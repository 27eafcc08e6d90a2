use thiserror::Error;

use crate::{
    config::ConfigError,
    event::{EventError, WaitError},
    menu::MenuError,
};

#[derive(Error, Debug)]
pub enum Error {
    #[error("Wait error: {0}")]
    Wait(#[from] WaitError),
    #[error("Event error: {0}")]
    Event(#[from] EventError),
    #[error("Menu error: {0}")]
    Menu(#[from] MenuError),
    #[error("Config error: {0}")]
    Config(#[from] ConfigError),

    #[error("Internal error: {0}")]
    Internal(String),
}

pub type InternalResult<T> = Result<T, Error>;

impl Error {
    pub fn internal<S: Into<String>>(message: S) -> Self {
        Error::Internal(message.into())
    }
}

- [Work required]: Search the entries for the word "MenuError" and copy every line that holds it.

- [Result]:
    menu::MenuError,
    Menu(#[from] MenuError),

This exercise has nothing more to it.